Bahkan saat serangan dimulai, AS melalui mediator Qatar menyampaikan tawaran akhir dengan syarat keras, termasuk pencabutan total sanksi sebagai imbalan pembongkaran fasilitas pengayaan dan penghentian dukungan Iran terhadap kelompok perlawanan regional. Setelah tawaran itu ditolak, AS dengan persetujuan Trump secara langsung terlibat, mengerahkan pembom B-2 Spirit untuk menyerang fasilitas bawah tanah Fordow.
Motif Geopolitik
Washington Post menggambarkan rangkaian perkembangan regional sebagai “badai sempurna” yang mendorong Israel menyerang Iran. Pertama, runtuhnya pemerintahan Bashar al-Assad di Suriah pada 2024 yang memutus jalur darat utama Iran ke sekutunya.
Kedua, apa yang disebut sebagai pelemahan Hizbullah di Lebanon dan Hamas di Gaza, yang meninggalkan Iran tanpa penangkal tradisionalnya. Setelah syahidnya Sayyid Hassan Nasrallah pada akhir 2024 dan hancurnya sistem pertahanan udara Rusia S-300, para jenderal Israel merasa memiliki kesempatan operasional langka.
Meski kehancuran meluas, keberhasilan jangka panjang kampanye ini masih diragukan.

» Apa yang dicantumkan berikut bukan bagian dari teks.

//! Group management, membership and moderation operations.
//!
//! Every operation the host exposes on both surfaces is written twice, once
//! against the live [`GroupService`] and once as host commands, and handed to
//! [`TransportResolver::call`]. Both paths check the host status the same way,
//! so callers see the same [`BridgeError`] whichever path ran.
//!
//! A few operations only exist as commands (their results arrive as events);
//! those go straight to the [`Correlator`].

use std::sync::Arc;
use std::time::Duration;

use async_trait::async_trait;
use serde_json::{Value, json};
use tracing::debug;

use ntbridge_core::{
    BridgeError, BridgeResult, Command, CorrelateOptions, Correlator, Expect, TransportResolver,
    ensure_success,
};

use crate::cache::{MemberCache, MemberFetcher, MemberSnapshot};
use crate::model::{Group, GroupMember, MemberRole, MuteEntry, RequestFlag, RequestOperation};
use crate::names::{MEMBER_LIST_SCENE, event, method};
use crate::session::NtSession;

/// Page size for full member-list fetches.
pub const DEFAULT_MEMBER_FETCH_SIZE: u32 = 3000;

/// Window for `getGroupAllInfo`, whose change event the host pushes quickly.
pub const DEFAULT_ALL_INFO_TIMEOUT: Duration = Duration::from_millis(1000);

/// Tunables for [`GroupApi`].
#[derive(Debug, Clone)]
pub struct GroupOptions {
    /// Number of members requested per full member-list fetch.
    pub member_fetch_size: u32,
    /// Default window for [`GroupApi::get_group_all_info`].
    pub all_info_timeout: Duration,
}

impl Default for GroupOptions {
    fn default() -> Self {
        Self {
            member_fetch_size: DEFAULT_MEMBER_FETCH_SIZE,
            all_info_timeout: DEFAULT_ALL_INFO_TIMEOUT,
        }
    }
}

/// Shorthand for the resolver over a host session.
pub type SessionResolver = TransportResolver<dyn NtSession>;

// =============================================================================
// Member list fetcher
// =============================================================================

/// Fetches full member lists through the resolver.
///
/// Kept separate from [`GroupApi`] so the cache can own one without the API
/// and the cache owning each other.
#[derive(Clone)]
pub struct MemberListFetcher {
    resolver: SessionResolver,
    num: u32,
}

impl MemberListFetcher {
    pub fn new(resolver: SessionResolver, num: u32) -> Self {
        Self { resolver, num }
    }

    async fn fetch(&self, group: &str, num: u32) -> BridgeResult<MemberSnapshot> {
        let group_code = group.to_string();
        let result = self
            .resolver
            .call(
                "getGroupMembers",
                |session| async move {
                    let service = session.group_service();
                    let scene_id = service.create_member_list_scene(&group_code, MEMBER_LIST_SCENE);
                    service.get_next_member_list(&scene_id, num).await
                },
                |correlator| async move {
                    let scene_id = correlator
                        .send(Command::new(
                            method::GROUP_MEMBER_SCENE,
                            json!([{ "groupCode": group, "scene": MEMBER_LIST_SCENE }]),
                        ))
                        .await?;
                    correlator
                        .send(Command::new(
                            method::GROUP_MEMBERS,
                            json!([{ "sceneId": scene_id, "num": num }, null]),
                        ))
                        .await
                },
            )
            .await?;

        ensure_success(&result)?;
        let snapshot = MemberSnapshot::from_infos(&result["result"]["infos"])?;
        debug!(group = %group, members = snapshot.len(), "Fetched group members");
        Ok(snapshot)
    }
}

#[async_trait]
impl MemberFetcher for MemberListFetcher {
    async fn fetch_members(&self, group: &str) -> BridgeResult<MemberSnapshot> {
        self.fetch(group, self.num).await
    }
}
//! Configuration loader using figment.
//!
//! Sources, lowest to highest priority:
//!
//! 1. Built-in defaults
//! 2. Programmatic overrides passed to [`ConfigLoader::merge`]
//! 3. Config file (`ntbridge.toml` / `ntbridge.yaml`)
//! 4. Environment variables (`NTBRIDGE_*`)
//!
//! # Feature Flags
//!
//! - `toml-config` *(default)*: searches `ntbridge.toml`
//! - `yaml-config`: searches `ntbridge.yaml` and `ntbridge.yml`
//!
//! # Environment Variable Mapping
//!
//! The `NTBRIDGE_` prefix is stripped and `__` separates nesting levels:
//!
//! - `NTBRIDGE_CORRELATION__DEFAULT_TIMEOUT_MS=8000` → `correlation.default_timeout_ms = 8000`
//! - `NTBRIDGE_LOGGING__LEVEL=debug` → `logging.level = "debug"`
//!
//! # Example
//!
//! ```rust,ignore
//! use ntbridge_runtime::config::ConfigLoader;
//!
//! let config = ConfigLoader::new().load()?;
//!
//! let config = ConfigLoader::new()
//!     .file("./deploy/ntbridge.toml")
//!     .without_env()
//!     .load()?;
//! ```

use std::path::{Path, PathBuf};

use figment::Figment;
#[cfg(any(feature = "yaml-config", feature = "toml-config"))]
use figment::providers::Format;
#[cfg(feature = "toml-config")]
use figment::providers::Toml;
#[cfg(feature = "yaml-config")]
use figment::providers::Yaml;
use figment::providers::{Env, Serialized};
use tracing::{debug, info, trace};

use super::error::{ConfigError, ConfigResult};
use super::schema::BridgeConfig;

/// Prefix of environment variables read by the loader.
pub const ENV_PREFIX: &str = "NTBRIDGE_";

/// Directory under the user config dir searched for config files.
const APP_DIR: &str = "ntbridge";

/// Configuration loader with figment-based multi-source support.
pub struct ConfigLoader {
    figment: Figment,
    search_paths: Vec<PathBuf>,
    load_env: bool,
    /// Overrides the search when set.
    config_file: Option<PathBuf>,
}

impl Default for ConfigLoader {
    fn default() -> Self {
        Self::new()
    }
}

impl ConfigLoader {
    /// Creates a loader that searches the default locations and reads the
    /// environment.
    pub fn new() -> Self {
        Self {
            figment: Figment::new(),
            search_paths: Vec::new(),
            load_env: true,
            config_file: None,
        }
    }

    /// Adds a search path; once any is added the defaults are not searched.
    pub fn search_path<P: AsRef<Path>>(mut self, path: P) -> Self {
        self.search_paths.push(path.as_ref().to_path_buf());
        self
    }

    /// Loads exactly this file, which must exist.
    pub fn file<P: AsRef<Path>>(mut self, path: P) -> Self {
        self.config_file = Some(path.as_ref().to_path_buf());
        self
    }

    pub fn with_env(mut self) -> Self {
        self.load_env = true;
        self
    }

    pub fn without_env(mut self) -> Self {
        self.load_env = false;
        self
    }

    /// Merges a configuration programmatically, over the defaults.
    pub fn merge(mut self, config: BridgeConfig) -> Self {
        self.figment = self.figment.merge(Serialized::defaults(config));
        self
    }

    /// Loads and returns the configuration.
    pub fn load(self) -> ConfigResult<BridgeConfig> {
        let config: BridgeConfig = self.build_figment()?.extract()?;

        debug!(
            timeout_ms = config.correlation.default_timeout_ms,
            logging_level = %config.logging.level,
            "Configuration loaded"
        );

        Ok(config)
    }

    fn build_figment(mut self) -> ConfigResult<Figment> {
        let mut figment = Figment::from(Serialized::defaults(BridgeConfig::default()));
        figment = figment.merge(std::mem::take(&mut self.figment));

        if let Some(path) = &self.config_file {
            if !path.exists() {
                return Err(ConfigError::FileNotFound(path.clone()));
            }
            info!(path = %path.display(), "Loading configuration file");
            figment = Self::merge_config_file(figment, path)?;
        } else if let Some(path) = self.find_config_file() {
            info!(path = %path.display(), "Loading configuration file");
            figment = Self::merge_config_file(figment, &path)?;
        } else {
            debug!("No configuration file found, using defaults");
        }

        if self.load_env {
            trace!(prefix = ENV_PREFIX, "Loading environment variables");
            figment = figment.merge(Env::prefixed(ENV_PREFIX).split("__"));
        }

        Ok(figment)
    }

    /// Merges a single file, dispatching on its extension.
    fn merge_config_file(figment: Figment, path: &Path) -> ConfigResult<Figment> {
        let ext = path.extension().and_then(|e| e.to_str()).unwrap_or("");
        match ext {
            #[cfg(feature = "toml-config")]
            "toml" => Ok(figment.merge(Toml::file(path))),
            #[cfg(feature = "yaml-config")]
            "yaml" | "yml" => Ok(figment.merge(Yaml::file(path))),
            _ => Err(ConfigError::UnsupportedFormat(ext.to_string())),
        }
    }

    fn resolve_search_paths(&self) -> Vec<PathBuf> {
        if !self.search_paths.is_empty() {
            return self.search_paths.clone();
        }
        let mut paths = Vec::new();
        if let Ok(cwd) = std::env::current_dir() {
            paths.push(cwd);
        }
        if let Some(config_dir) = dirs::config_dir() {
            paths.push(config_dir.join(APP_DIR));
        }
        paths
    }

    /// First existing config file, in search-path order.
    fn find_config_file(&self) -> Option<PathBuf> {
        let names = Self::file_names();
        self.resolve_search_paths()
            .into_iter()
            .flat_map(|dir| names.iter().map(move |name| dir.join(name)))
            .find(|path| path.exists())
    }

    #[allow(unused_mut)]
    fn file_names() -> Vec<&'static str> {
        let mut names = Vec::new();
        #[cfg(feature = "toml-config")]
        names.push("ntbridge.toml");
        #[cfg(feature = "yaml-config")]
        names.extend(["ntbridge.yaml", "ntbridge.yml"]);
        names
    }
}

/// Loads the configuration from the default locations.
pub fn load_config() -> ConfigResult<BridgeConfig> {
    ConfigLoader::new().load()
}

/// Loads the configuration from `path`, with environment overrides.
pub fn load_config_from_file<P: AsRef<Path>>(path: P) -> ConfigResult<BridgeConfig> {
    ConfigLoader::new().file(path).load()
}

// =============================================================================
// Tests
// =============================================================================

#[cfg(test)]
mod tests {
    use super::*;
    use crate::config::LogLevel;
    use figment::Jail;

    #[test]
    fn test_default_config() {
        Jail::expect_with(|jail| {
            let config = ConfigLoader::new()
                .search_path(jail.directory())
                .without_env()
                .load()
                .map_err(|e| e.to_string())?;

            assert_eq!(config, BridgeConfig::default());
            Ok(())
        });
    }

    #[test]
    fn test_missing_explicit_file() {
        let err = ConfigLoader::new()
            .file("/definitely/not/here/ntbridge.toml")
            .load()
            .unwrap_err();

        assert!(matches!(err, ConfigError::FileNotFound(_)));
    }

    #[test]
    fn test_unsupported_extension() {
        Jail::expect_with(|jail| {
            jail.create_file("ntbridge.ini", "level = debug")?;

            let err = ConfigLoader::new().file("ntbridge.ini").load().unwrap_err();

            assert!(matches!(err, ConfigError::UnsupportedFormat(ext) if ext == "ini"));
            Ok(())
        });
    }

    #[cfg(feature = "toml-config")]
    #[test]
    fn test_file_then_env_override() {
        Jail::expect_with(|jail| {
            jail.create_file(
                "ntbridge.toml",
                r#"
                [correlation]
                default_timeout_ms = 2000

                [logging]
                level = "debug"
                "#,
            )?;
            jail.set_env("NTBRIDGE_CORRELATION__DEFAULT_TIMEOUT_MS", "7000");
            jail.set_env("NTBRIDGE_GROUP__MEMBER_FETCH_SIZE", "100");

            let config = ConfigLoader::new()
                .search_path(jail.directory())
                .load()
                .map_err(|e| e.to_string())?;

            assert_eq!(config.correlation.default_timeout_ms, 7000);
            assert_eq!(config.group.member_fetch_size, 100);
            assert_eq!(config.logging.level, LogLevel::Debug);
            Ok(())
        });
    }

    #[test]
    fn test_merge_overrides_defaults() {
        Jail::expect_with(|jail| {
            let mut base = BridgeConfig::default();
            base.correlation.channel_capacity = 8;

            let config = ConfigLoader::new()
                .search_path(jail.directory())
                .without_env()
                .merge(base)
                .load()
                .map_err(|e| e.to_string())?;

            assert_eq!(config.correlation.channel_capacity, 8);
            Ok(())
        });
    }
}
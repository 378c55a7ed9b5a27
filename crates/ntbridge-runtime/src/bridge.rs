//! Assembly of the bridge from configuration.
//!
//! A [`Bridge`] owns one event bus, one command channel, the correlator over
//! them, the session slot and the group API. The host integration feeds it
//! events through [`Bridge::emit`] and lends or withdraws its live session
//! through [`Bridge::attach_session`] / [`Bridge::detach_session`].
//!
//! ```rust,ignore
//! use ntbridge_runtime::Bridge;
//!
//! let bridge = Bridge::builder().config_file("ntbridge.toml").build()?;
//! let mut requests = bridge.take_host_requests().expect("built-in channel");
//!
//! // Host-facing task: answer `requests`, call `bridge.emit(..)` per event.
//!
//! let groups = bridge.group().get_groups().await?;
//! ```

use std::path::Path;
use std::sync::Arc;

use parking_lot::Mutex;
use serde_json::Value;
use tokio::sync::mpsc;
use tracing::{debug, info};

use ntbridge_core::{
    CommandChannel, Correlator, EventBus, HostEvent, HostRequest, MpscCommandChannel,
    SessionSlot, TransportPath, TransportResolver,
};
use ntbridge_group::{GroupApi, NtSession};

use crate::config::{BridgeConfig, ConfigLoader, validate_config};
use crate::error::RuntimeResult;
use crate::logging;

/// A wired bridge to one host instance.
pub struct Bridge {
    config: BridgeConfig,
    bus: Arc<EventBus>,
    correlator: Correlator,
    session: Arc<SessionSlot<dyn NtSession>>,
    group: GroupApi,
    /// Receiving half of the built-in channel, until taken.
    host_requests: Mutex<Option<mpsc::Receiver<HostRequest>>>,
}

impl Bridge {
    /// Creates a bridge builder.
    pub fn builder() -> BridgeBuilder {
        BridgeBuilder::new()
    }

    /// Creates a bridge from configuration with the built-in channel and no
    /// session attached.
    pub fn from_config(config: BridgeConfig) -> RuntimeResult<Self> {
        Self::builder().config(config).build()
    }

    /// The effective configuration.
    pub fn config(&self) -> &BridgeConfig {
        &self.config
    }

    /// Delivers a host event to pending correlations.
    ///
    /// Returns how many waiters it resolved. Events nobody armed are dropped.
    pub fn emit(&self, event: &str, payload: Value) -> usize {
        self.bus.emit(event, payload)
    }

    /// [`emit`](Self::emit) for an already-framed event.
    pub fn emit_event(&self, event: HostEvent) -> usize {
        self.bus.emit_event(event)
    }

    /// Lends the bridge a live host session; later calls take the direct
    /// path. Returns the session it replaced, if any.
    pub fn attach_session(&self, session: Arc<dyn NtSession>) -> Option<Arc<dyn NtSession>> {
        info!("Host session attached");
        self.session.attach(session)
    }

    /// Withdraws the live session; later calls take the correlated path.
    pub fn detach_session(&self) -> Option<Arc<dyn NtSession>> {
        let previous = self.session.detach();
        if previous.is_some() {
            info!("Host session detached");
        }
        previous
    }

    /// The path the next dual-path operation will take.
    pub fn path(&self) -> TransportPath {
        self.group.resolver().path()
    }

    /// Group operations.
    pub fn group(&self) -> &GroupApi {
        &self.group
    }

    /// The correlator, for commands not covered by a domain API.
    pub fn correlator(&self) -> &Correlator {
        &self.correlator
    }

    /// The event bus.
    pub fn bus(&self) -> &Arc<EventBus> {
        &self.bus
    }

    /// Takes the receiver of the built-in command channel.
    ///
    /// `None` if a custom channel was supplied or the receiver was already
    /// taken.
    pub fn take_host_requests(&self) -> Option<mpsc::Receiver<HostRequest>> {
        self.host_requests.lock().take()
    }
}

impl std::fmt::Debug for Bridge {
    fn fmt(&self, f: &mut std::fmt::Formatter<'_>) -> std::fmt::Result {
        f.debug_struct("Bridge")
            .field("config", &self.config)
            .field("path", &self.path())
            .field("group", &self.group)
            .finish_non_exhaustive()
    }
}

// =============================================================================
// Builder
// =============================================================================

/// Builder for [`Bridge`].
pub struct BridgeBuilder {
    config: Option<BridgeConfig>,
    loader: ConfigLoader,
    channel: Option<Arc<dyn CommandChannel>>,
    session: Option<Arc<dyn NtSession>>,
    init_logging: bool,
}

impl Default for BridgeBuilder {
    fn default() -> Self {
        Self::new()
    }
}

impl BridgeBuilder {
    pub fn new() -> Self {
        Self {
            config: None,
            loader: ConfigLoader::new(),
            channel: None,
            session: None,
            init_logging: false,
        }
    }

    /// Uses this configuration instead of loading one.
    pub fn config(mut self, config: BridgeConfig) -> Self {
        self.config = Some(config);
        self
    }

    /// Loads the configuration from this file.
    pub fn config_file<P: AsRef<Path>>(mut self, path: P) -> Self {
        self.loader = self.loader.file(path);
        self
    }

    /// Uses a custom command channel instead of the built-in mpsc one.
    pub fn channel(mut self, channel: Arc<dyn CommandChannel>) -> Self {
        self.channel = Some(channel);
        self
    }

    /// Attaches a session from the start.
    pub fn session(mut self, session: Arc<dyn NtSession>) -> Self {
        self.session = Some(session);
        self
    }

    /// Installs the global subscriber from the logging configuration.
    pub fn init_logging(mut self, enabled: bool) -> Self {
        self.init_logging = enabled;
        self
    }

    /// Validates the configuration and wires the bridge.
    pub fn build(self) -> RuntimeResult<Bridge> {
        let config = match self.config {
            Some(config) => config,
            None => self.loader.load()?,
        };
        validate_config(&config)?;

        if self.init_logging {
            logging::init_from_config(&config.logging);
        }

        let (channel, host_requests) = match self.channel {
            Some(channel) => (channel, None),
            None => {
                let (channel, rx) = MpscCommandChannel::new(config.correlation.channel_capacity);
                (Arc::new(channel) as Arc<dyn CommandChannel>, Some(rx))
            }
        };

        let bus = Arc::new(EventBus::new());
        let correlator = Correlator::new(Arc::clone(&bus), channel)
            .with_default_timeout(config.correlation.default_timeout());
        let session = Arc::new(match self.session {
            Some(session) => SessionSlot::with(session),
            None => SessionSlot::empty(),
        });
        let resolver = TransportResolver::new(Arc::clone(&session), correlator.clone());
        let group = GroupApi::new(resolver, config.group.to_options());

        debug!(
            timeout_ms = config.correlation.default_timeout_ms,
            builtin_channel = host_requests.is_some(),
            path = ?group.resolver().path(),
            "Bridge assembled"
        );

        Ok(Bridge {
            config,
            bus,
            correlator,
            session,
            group,
            host_requests: Mutex::new(host_requests),
        })
    }
}

#[cfg(test)]
mod tests {
    use super::*;
    use crate::config::ConfigError;
    use crate::error::RuntimeError;
    use async_trait::async_trait;
    use ntbridge_core::{BridgeError, BridgeResult, Command};
    use ntbridge_group::names::{event, method};
    use ntbridge_group::{GroupService, MemberRole, MuteEntry};
    use serde_json::json;
    use std::time::Duration;

    fn bridge() -> Bridge {
        Bridge::from_config(BridgeConfig::default()).unwrap()
    }

    /// Answers every command with success, replying to `getGroupList` with a
    /// pushed list update.
    fn spawn_host(bridge: &Arc<Bridge>) {
        let mut rx = bridge.take_host_requests().unwrap();
        let host = Arc::clone(bridge);
        tokio::spawn(async move {
            while let Some(request) = rx.recv().await {
                match request {
                    HostRequest::Command { command, reply } => {
                        let _ = reply.send(Ok(Some(json!({ "result": 0, "errMsg": "" }))));
                        if command.name() == method::GROUP_LIST {
                            host.emit(
                                event::GROUP_LIST_UPDATE,
                                json!({ "groupList": [{ "groupCode": "100" }] }),
                            );
                        }
                    }
                    HostRequest::Subscribe { reply, .. } => {
                        let _ = reply.send(Ok(()));
                    }
                }
            }
        });
    }

    #[test]
    fn test_invalid_config_is_rejected() {
        let mut config = BridgeConfig::default();
        config.correlation.channel_capacity = 0;

        let err = Bridge::from_config(config).unwrap_err();
        assert!(matches!(
            err,
            RuntimeError::Config(ConfigError::ValidationError { .. })
        ));
    }

    #[tokio::test]
    async fn test_builtin_channel_round_trip() {
        let bridge = Arc::new(bridge());
        spawn_host(&bridge);

        let groups = bridge.group().get_groups().await.unwrap();
        assert_eq!(groups[0].group_code, "100");
        assert!(bridge.take_host_requests().is_none());
    }

    #[tokio::test]
    async fn test_dropped_host_is_not_connected() {
        let bridge = bridge();
        drop(bridge.take_host_requests());

        let err = bridge
            .correlator()
            .send(Command::new(method::QUIT_GROUP, json!([])))
            .await
            .unwrap_err();
        assert_eq!(err, BridgeError::NotConnected);
    }

    #[tokio::test(start_paused = true)]
    async fn test_configured_default_timeout() {
        let mut config = BridgeConfig::default();
        config.correlation.default_timeout_ms = 300;
        let bridge = Arc::new(Bridge::from_config(config).unwrap());
        spawn_host(&bridge);

        let err = bridge
            .correlator()
            .correlate(
                Command::new("nodeIKernelGroupService/getGroupNotifies", json!([])),
                Some(ntbridge_core::Expect::first("onNeverEmitted")),
                ntbridge_core::CorrelateOptions::new(),
            )
            .await
            .unwrap_err();

        assert_eq!(
            err,
            BridgeError::Timeout {
                event: "onNeverEmitted".into(),
                after: Duration::from_millis(300),
            }
        );
    }

    struct NullService;

    #[async_trait]
    impl GroupService for NullService {
        fn create_member_list_scene(&self, _: &str, _: &str) -> String {
            String::new()
        }
        async fn get_next_member_list(&self, _: &str, _: u32) -> BridgeResult<Value> {
            Ok(json!({ "errCode": 0, "result": { "infos": {} } }))
        }
        async fn operate_sys_notify(&self, _: bool, _: Value) -> BridgeResult<Value> {
            Ok(json!({ "result": 0 }))
        }
        async fn quit_group(&self, _: &str) -> BridgeResult<Value> {
            Ok(json!({ "result": 0 }))
        }
        async fn kick_member(&self, _: &str, _: &[String], _: bool, _: &str) -> BridgeResult<Value> {
            Ok(json!({ "result": 0 }))
        }
        async fn set_member_shut_up(&self, _: &str, _: &[MuteEntry]) -> BridgeResult<Value> {
            Ok(json!({ "result": 0 }))
        }
        async fn set_group_shut_up(&self, _: &str, _: bool) -> BridgeResult<Value> {
            Ok(json!({ "result": 0 }))
        }
        async fn modify_member_card_name(&self, _: &str, _: &str, _: &str) -> BridgeResult<Value> {
            Ok(json!({ "result": 0 }))
        }
        async fn modify_member_role(&self, _: &str, _: &str, _: MemberRole) -> BridgeResult<Value> {
            Ok(json!({ "result": 0 }))
        }
        async fn modify_group_name(&self, _: &str, _: &str, _: bool) -> BridgeResult<Value> {
            Ok(json!({ "result": 0 }))
        }
    }

    struct NullSession;

    impl NtSession for NullSession {
        fn group_service(&self) -> Arc<dyn GroupService> {
            Arc::new(NullService)
        }
    }

    #[tokio::test]
    async fn test_session_attach_switches_path() {
        let bridge = bridge();
        drop(bridge.take_host_requests());
        assert_eq!(bridge.path(), TransportPath::Correlated);

        // No host behind the channel, so only the direct path can succeed.
        assert_eq!(
            bridge.group().quit_group("100").await.unwrap_err(),
            BridgeError::NotConnected
        );

        assert!(bridge.attach_session(Arc::new(NullSession)).is_none());
        assert_eq!(bridge.path(), TransportPath::Direct);
        bridge.group().quit_group("100").await.unwrap();

        assert!(bridge.detach_session().is_some());
        assert_eq!(bridge.path(), TransportPath::Correlated);
    }

    #[test]
    fn test_custom_channel_has_no_host_requests() {
        let (channel, _rx) = MpscCommandChannel::new(4);
        let bridge = Bridge::builder()
            .config(BridgeConfig::default())
            .channel(Arc::new(channel))
            .session(Arc::new(NullSession))
            .build()
            .unwrap();

        assert!(bridge.take_host_requests().is_none());
        assert_eq!(bridge.path(), TransportPath::Direct);
    }
}
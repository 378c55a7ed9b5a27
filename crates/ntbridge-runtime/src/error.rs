//! Runtime error types.

use ntbridge_core::BridgeError;
use thiserror::Error;

use crate::config::ConfigError;

/// Errors that can occur while assembling or driving a bridge.
#[derive(Error, Debug)]
pub enum RuntimeError {
    /// Configuration could not be loaded or failed validation.
    #[error("Configuration error: {0}")]
    Config(#[from] ConfigError),

    /// A bridged operation failed.
    #[error("Bridge error: {0}")]
    Bridge(#[from] BridgeError),
}

/// Result type for runtime operations.
pub type RuntimeResult<T> = Result<T, RuntimeError>;
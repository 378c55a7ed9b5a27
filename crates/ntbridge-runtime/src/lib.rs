//! ntbridge Runtime - configuration, logging and assembly.
//!
//! This crate provides:
//! - Layered configuration loading and validation (`config`)
//! - Logging initialisation on `tracing-subscriber` (`logging`)
//! - The [`Bridge`], which wires the event bus, command channel, correlator,
//!   session slot and group API from a [`BridgeConfig`]
//!
//! ```ignore
//! use ntbridge_runtime::Bridge;
//!
//! #[tokio::main]
//! async fn main() -> anyhow::Result<()> {
//!     let bridge = Bridge::builder().init_logging(true).build()?;
//!     let requests = bridge.take_host_requests();
//!     // hand `requests` to the host-facing task ...
//!     Ok(())
//! }
//! ```

pub mod bridge;
pub mod config;
pub mod error;
pub mod logging;

pub use bridge::{Bridge, BridgeBuilder};
pub use config::{BridgeConfig, ConfigError, ConfigLoader, ConfigResult};
pub use error::{RuntimeError, RuntimeResult};
pub use logging::{LoggingBuilder, SpanEvents};

// Re-exported so downstream crates log through the same facade.
pub use tracing;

Institute for Science and International Security di Washington menggambarkan kerusakan di fasilitas Natanz dan Isfahan sebagai bencana besar.
Direktur Jenderal IAEA Rafael Grossi menyatakan kapasitas material Iran untuk pengayaan sangat rusak, namun Teheran tetap teguh pada posisinya.
Menurut Washington Post, Ali Larijani, Sekretaris Dewan Keamanan Nasional Tertinggi Iran, menyatakan bahwa program nuklir Iran tidak dapat dimusnahkan, karena pengetahuan tidak bisa dihancurkan dengan bom.
Sementara Iran mulai membangun kembali dan memperluas fasilitas bawah tanahnya, laporan ini menyimpulkan bahwa serangan Israel dan Amerika mungkin menunda tujuan nuklir Iran, tetapi tidak menyelesaikan akar persoalan, dan bahkan dapat mendorong kebangkitan program tersebut secara lebih tersembunyi dan lebih kokoh di masa depan.